A procession of bicycles decorated with flowers made its way along the South Bank on Sunday afternoon as part of the celebrations to mark the 60th anniversary of the Festival of Britain.
The event was a recreation of the floral bicycle parade that took place in Haringey during the original 1951 festival.
The Dagenham Girl Pipers led the procession from the Royal Festival Hall to the National Theatre and back along the riverside to the upstream side of the Golden Jubilee Bridges.
The Bank Holiday weekend crowds on the South Bank meant that most of the bicycles had to be pushed rather than pedalled.
Sunday's event was part of the Mayor of London's Story of London Festival which this year took the Festival of Britain as its theme.

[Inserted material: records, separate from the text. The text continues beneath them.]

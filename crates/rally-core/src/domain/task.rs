//! Task domain types.
//!
//! A task is one benchmark run against a deployment. Its results are
//! stored as separate rows and always removed together with the task.

use chrono::{DateTime, Utc};
use serde::{Deserialize, Serialize};

use super::generate_uuid;

/// Lifecycle status of a task.
#[derive(Debug, Clone, Copy, PartialEq, Eq, Hash, Serialize, Deserialize)]
pub enum TaskStatus {
    #[serde(rename = "init")]
    Init,
    #[serde(rename = "verifying")]
    Verifying,
    #[serde(rename = "setting up")]
    SettingUp,
    #[serde(rename = "running")]
    Running,
    #[serde(rename = "cleaning up")]
    CleaningUp,
    #[serde(rename = "finished")]
    Finished,
    #[serde(rename = "failed")]
    Failed,
    #[serde(rename = "aborting")]
    Aborting,
    #[serde(rename = "soft_aborting")]
    SoftAborting,
    #[serde(rename = "aborted")]
    Aborted,
}

impl TaskStatus {
    /// Parse a status from its stored string form.
    #[must_use]
    pub fn parse(s: &str) -> Option<Self> {
        match s {
            "init" => Some(Self::Init),
            "verifying" => Some(Self::Verifying),
            "setting up" => Some(Self::SettingUp),
            "running" => Some(Self::Running),
            "cleaning up" => Some(Self::CleaningUp),
            "finished" => Some(Self::Finished),
            "failed" => Some(Self::Failed),
            "aborting" => Some(Self::Aborting),
            "soft_aborting" => Some(Self::SoftAborting),
            "aborted" => Some(Self::Aborted),
            _ => None,
        }
    }

    /// Convert status to its stored string form.
    #[must_use]
    pub const fn as_str(&self) -> &'static str {
        match self {
            Self::Init => "init",
            Self::Verifying => "verifying",
            Self::SettingUp => "setting up",
            Self::Running => "running",
            Self::CleaningUp => "cleaning up",
            Self::Finished => "finished",
            Self::Failed => "failed",
            Self::Aborting => "aborting",
            Self::SoftAborting => "soft_aborting",
            Self::Aborted => "aborted",
        }
    }
}

impl std::fmt::Display for TaskStatus {
    fn fmt(&self, f: &mut std::fmt::Formatter<'_>) -> std::fmt::Result {
        write!(f, "{}", self.as_str())
    }
}

/// A persisted task.
#[derive(Debug, Clone, PartialEq, Serialize, Deserialize)]
pub struct Task {
    /// Database identity; increases monotonically with creation order.
    pub id: i64,
    pub uuid: String,
    pub status: TaskStatus,
    pub tag: Option<String>,
    /// Free-form log collected while the task input was verified.
    pub verification_log: serde_json::Value,
    pub deployment_uuid: String,
    pub created_at: DateTime<Utc>,
    pub updated_at: DateTime<Utc>,
}

/// A task together with all of its result rows.
#[derive(Debug, Clone, PartialEq, Serialize, Deserialize)]
pub struct TaskDetailed {
    #[serde(flatten)]
    pub task: Task,
    pub results: Vec<TaskResult>,
}

/// One result row attached to a task.
#[derive(Debug, Clone, PartialEq, Serialize, Deserialize)]
pub struct TaskResult {
    pub id: i64,
    pub task_uuid: String,
    pub key: serde_json::Value,
    pub data: serde_json::Value,
    pub created_at: DateTime<Utc>,
    pub updated_at: DateTime<Utc>,
}

/// Data for creating a new task.
#[derive(Debug, Clone)]
pub struct NewTask {
    pub uuid: String,
    pub deployment_uuid: String,
    pub status: TaskStatus,
    pub tag: Option<String>,
    pub verification_log: serde_json::Value,
}

impl NewTask {
    /// A task in `init` status with a freshly generated UUID.
    pub fn new(deployment_uuid: impl Into<String>) -> Self {
        Self {
            uuid: generate_uuid(),
            deployment_uuid: deployment_uuid.into(),
            status: TaskStatus::Init,
            tag: None,
            verification_log: serde_json::Value::Array(Vec::new()),
        }
    }

    #[must_use]
    pub fn with_tag(mut self, tag: impl Into<String>) -> Self {
        self.tag = Some(tag.into());
        self
    }

    #[must_use]
    pub const fn with_status(mut self, status: TaskStatus) -> Self {
        self.status = status;
        self
    }
}

/// Partial update for a task.
///
/// `uuid` and `deployment_uuid` are not part of the update surface and can
/// never be changed through it.
#[derive(Debug, Clone, Default)]
pub struct TaskUpdate {
    pub status: Option<TaskStatus>,
    /// Use `Some(Some(tag))` to set, `Some(None)` to clear, `None` to leave unchanged.
    pub tag: Option<Option<String>>,
    pub verification_log: Option<serde_json::Value>,
}

impl TaskUpdate {
    /// An update that only changes the status.
    #[must_use]
    pub fn status(status: TaskStatus) -> Self {
        Self {
            status: Some(status),
            ..Self::default()
        }
    }

    /// True when the update would not change anything.
    #[must_use]
    pub const fn is_empty(&self) -> bool {
        self.status.is_none() && self.tag.is_none() && self.verification_log.is_none()
    }

    /// Merge this update onto an existing task.
    pub fn apply(self, task: &mut Task) {
        if let Some(status) = self.status {
            task.status = status;
        }
        if let Some(tag) = self.tag {
            task.tag = tag;
        }
        if let Some(log) = self.verification_log {
            task.verification_log = log;
        }
    }
}
//! `rally-manage`: out-of-band schema management for the rally database.
//!
//! ```text
//! rally-manage [--database-url URL] [--verbose] db <command>
//! ```

#![deny(unsafe_code)]
#![deny(unused_crate_dependencies)]

// Used by the binary only.
use anyhow as _;
use dotenvy as _;
use tokio as _;
use tracing_subscriber as _;

pub mod bootstrap;
pub mod commands;
pub mod error;
pub mod handlers;
pub mod parser;

pub use bootstrap::bootstrap;
pub use commands::{Commands, DbCommand};
pub use error::CliError;
pub use parser::Cli;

Next weekend (3/4 September) marks the end of Southbank Centre's summer season marking the 60th anniversary of the Festival of Britain.
At 4pm on Sunday the Big Sing – featuring hundreds of singers stationed across the 21-acre site – will serenade visitors with rousing sea shanties at the Thames-side beach huts, English madrigals at the Queen Elizabeth Hall rooftop garden, Welsh and Scottish folk songs at Ben Kelly's three dry stone walls, and songs inspired by the dispossessed at Gitta Gschwendtner's installation which draws on the original 1951 Lion and Unicorn pavilion.
• Next Sunday the Mayor of London's Skyride – the capital's annual traffic-free cycling event – incorporates Westminster Bridge for the first time. Southwark Bridge will also be closed to motor traffic.